▸ What is required
Please give the data again exactly, with no line dropped.

--- Source information Enclosed Below ---

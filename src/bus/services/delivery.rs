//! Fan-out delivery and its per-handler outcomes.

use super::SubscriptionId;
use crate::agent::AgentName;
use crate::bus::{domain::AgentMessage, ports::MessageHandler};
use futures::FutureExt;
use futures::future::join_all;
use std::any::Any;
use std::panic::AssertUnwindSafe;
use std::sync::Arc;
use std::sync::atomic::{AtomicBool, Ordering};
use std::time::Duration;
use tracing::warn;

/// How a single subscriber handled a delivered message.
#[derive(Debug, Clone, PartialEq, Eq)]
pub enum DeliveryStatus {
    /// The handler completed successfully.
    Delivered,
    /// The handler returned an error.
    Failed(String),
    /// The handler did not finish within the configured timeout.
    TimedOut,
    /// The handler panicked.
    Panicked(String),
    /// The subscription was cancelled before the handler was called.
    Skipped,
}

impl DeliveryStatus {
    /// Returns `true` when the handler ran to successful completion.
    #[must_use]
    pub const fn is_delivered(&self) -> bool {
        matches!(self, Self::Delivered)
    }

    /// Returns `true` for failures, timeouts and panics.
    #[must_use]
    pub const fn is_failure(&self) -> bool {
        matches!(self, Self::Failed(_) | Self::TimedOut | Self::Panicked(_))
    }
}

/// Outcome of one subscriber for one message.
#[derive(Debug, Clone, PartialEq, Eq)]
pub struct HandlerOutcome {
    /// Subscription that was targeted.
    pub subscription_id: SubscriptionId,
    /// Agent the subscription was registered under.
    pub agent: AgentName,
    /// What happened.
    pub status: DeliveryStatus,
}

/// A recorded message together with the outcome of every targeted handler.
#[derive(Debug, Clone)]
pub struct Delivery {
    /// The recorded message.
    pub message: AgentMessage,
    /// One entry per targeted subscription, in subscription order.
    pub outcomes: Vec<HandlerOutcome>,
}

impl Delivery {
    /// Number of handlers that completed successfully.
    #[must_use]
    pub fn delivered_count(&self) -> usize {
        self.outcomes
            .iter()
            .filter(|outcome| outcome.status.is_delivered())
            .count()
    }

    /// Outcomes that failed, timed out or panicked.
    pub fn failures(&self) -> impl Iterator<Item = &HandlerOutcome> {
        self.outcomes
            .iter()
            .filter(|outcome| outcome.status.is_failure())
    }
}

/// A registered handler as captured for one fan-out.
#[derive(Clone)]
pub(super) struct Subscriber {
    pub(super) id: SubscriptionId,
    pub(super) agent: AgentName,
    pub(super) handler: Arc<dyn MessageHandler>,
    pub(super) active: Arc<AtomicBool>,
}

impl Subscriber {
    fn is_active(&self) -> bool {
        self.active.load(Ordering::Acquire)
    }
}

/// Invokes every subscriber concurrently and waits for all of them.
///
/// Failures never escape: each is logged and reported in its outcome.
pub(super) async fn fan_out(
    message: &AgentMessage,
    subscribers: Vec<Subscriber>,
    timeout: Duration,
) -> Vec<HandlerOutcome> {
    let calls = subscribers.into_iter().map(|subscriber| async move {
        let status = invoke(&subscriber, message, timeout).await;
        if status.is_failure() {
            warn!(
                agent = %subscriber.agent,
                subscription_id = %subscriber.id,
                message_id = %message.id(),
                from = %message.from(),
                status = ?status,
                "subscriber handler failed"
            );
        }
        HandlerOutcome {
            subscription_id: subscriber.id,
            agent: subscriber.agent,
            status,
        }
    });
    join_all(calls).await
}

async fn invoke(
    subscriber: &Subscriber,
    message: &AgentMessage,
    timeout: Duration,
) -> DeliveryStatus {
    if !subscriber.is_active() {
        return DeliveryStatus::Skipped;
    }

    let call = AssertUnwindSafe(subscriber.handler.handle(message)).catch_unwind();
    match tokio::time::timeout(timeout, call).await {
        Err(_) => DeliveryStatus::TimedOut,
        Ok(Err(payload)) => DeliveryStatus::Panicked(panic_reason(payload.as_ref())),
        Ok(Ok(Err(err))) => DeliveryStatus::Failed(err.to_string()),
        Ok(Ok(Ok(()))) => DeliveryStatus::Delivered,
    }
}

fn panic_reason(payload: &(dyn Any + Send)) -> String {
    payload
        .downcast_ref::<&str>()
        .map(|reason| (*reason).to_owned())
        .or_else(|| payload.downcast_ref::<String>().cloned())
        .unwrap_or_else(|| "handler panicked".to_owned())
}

--- End of Enclosed Source information ---

▸ Response for this exercise
filename src/bus/services/delivery.rs
//! Fan-out delivery and its per-handler outcomes.

use super::SubscriptionId;
use crate::agent::AgentName;
use crate::bus::{domain::AgentMessage, ports::MessageHandler};
use futures::FutureExt;
use futures::future::join_all;
use std::any::Any;
use std::panic::AssertUnwindSafe;
use std::sync::Arc;
use std::sync::atomic::{AtomicBool, Ordering};
use std::time::Duration;
use tracing::warn;

/// How a single subscriber handled a delivered message.
#[derive(Debug, Clone, PartialEq, Eq)]
pub enum DeliveryStatus {
    /// The handler completed successfully.
    Delivered,
    /// The handler returned an error.
    Failed(String),
    /// The handler did not finish within the configured timeout.
    TimedOut,
    /// The handler panicked.
    Panicked(String),
    /// The subscription was cancelled before the handler was called.
    Skipped,
}

impl DeliveryStatus {
    /// Returns `true` when the handler ran to successful completion.
    #[must_use]
    pub const fn is_delivered(&self) -> bool {
        matches!(self, Self::Delivered)
    }

    /// Returns `true` for failures, timeouts and panics.
    #[must_use]
    pub const fn is_failure(&self) -> bool {
        matches!(self, Self::Failed(_) | Self::TimedOut | Self::Panicked(_))
    }
}

/// Outcome of one subscriber for one message.
#[derive(Debug, Clone, PartialEq, Eq)]
pub struct HandlerOutcome {
    /// Subscription that was targeted.
    pub subscription_id: SubscriptionId,
    /// Agent the subscription was registered under.
    pub agent: AgentName,
    /// What happened.
    pub status: DeliveryStatus,
}

/// A recorded message together with the outcome of every targeted handler.
#[derive(Debug, Clone)]
pub struct Delivery {
    /// The recorded message.
    pub message: AgentMessage,
    /// One entry per targeted subscription, in subscription order.
    pub outcomes: Vec<HandlerOutcome>,
}

impl Delivery {
    /// Number of handlers that completed successfully.
    #[must_use]
    pub fn delivered_count(&self) -> usize {
        self.outcomes
            .iter()
            .filter(|outcome| outcome.status.is_delivered())
            .count()
    }

    /// Outcomes that failed, timed out or panicked.
    pub fn failures(&self) -> impl Iterator<Item = &HandlerOutcome> {
        self.outcomes
            .iter()
            .filter(|outcome| outcome.status.is_failure())
    }
}

/// A registered handler as captured for one fan-out.
#[derive(Clone)]
pub(super) struct Subscriber {
    pub(super) id: SubscriptionId,
    pub(super) agent: AgentName,
    pub(super) handler: Arc<dyn MessageHandler>,
    pub(super) active: Arc<AtomicBool>,
}

impl Subscriber {
    fn is_active(&self) -> bool {
        self.active.load(Ordering::Acquire)
    }
}

/// Invokes every subscriber concurrently and waits for all of them.
///
/// Failures never escape: each is logged and reported in its outcome.
pub(super) async fn fan_out(
    message: &AgentMessage,
    subscribers: Vec<Subscriber>,
    timeout: Duration,
) -> Vec<HandlerOutcome> {
    let calls = subscribers.into_iter().map(|subscriber| async move {
        let status = invoke(&subscriber, message, timeout).await;
        if status.is_failure() {
            warn!(
                agent = %subscriber.agent,
                subscription_id = %subscriber.id,
                message_id = %message.id(),
                from = %message.from(),
                status = ?status,
                "subscriber handler failed"
            );
        }
        HandlerOutcome {
            subscription_id: subscriber.id,
            agent: subscriber.agent,
            status,
        }
    });
    join_all(calls).await
}

async fn invoke(
    subscriber: &Subscriber,
    message: &AgentMessage,
    timeout: Duration,
) -> DeliveryStatus {
    if !subscriber.is_active() {
        return DeliveryStatus::Skipped;
    }

    let call = AssertUnwindSafe(subscriber.handler.handle(message)).catch_unwind();
    match tokio::time::timeout(timeout, call).await {
        Err(_) => DeliveryStatus::TimedOut,
        Ok(Err(payload)) => DeliveryStatus::Panicked(panic_reason(payload.as_ref())),
        Ok(Ok(Err(err))) => DeliveryStatus::Failed(err.to_string()),
        Ok(Ok(Ok(()))) => DeliveryStatus::Delivered,
    }
}

fn panic_reason(payload: &(dyn Any + Send)) -> String {
    payload
        .downcast_ref::<&str>()
        .map(|reason| (*reason).to_owned())
        .or_else(|| payload.downcast_ref::<String>().cloned())
        .unwrap_or_else(|| "handler panicked".to_owned())
}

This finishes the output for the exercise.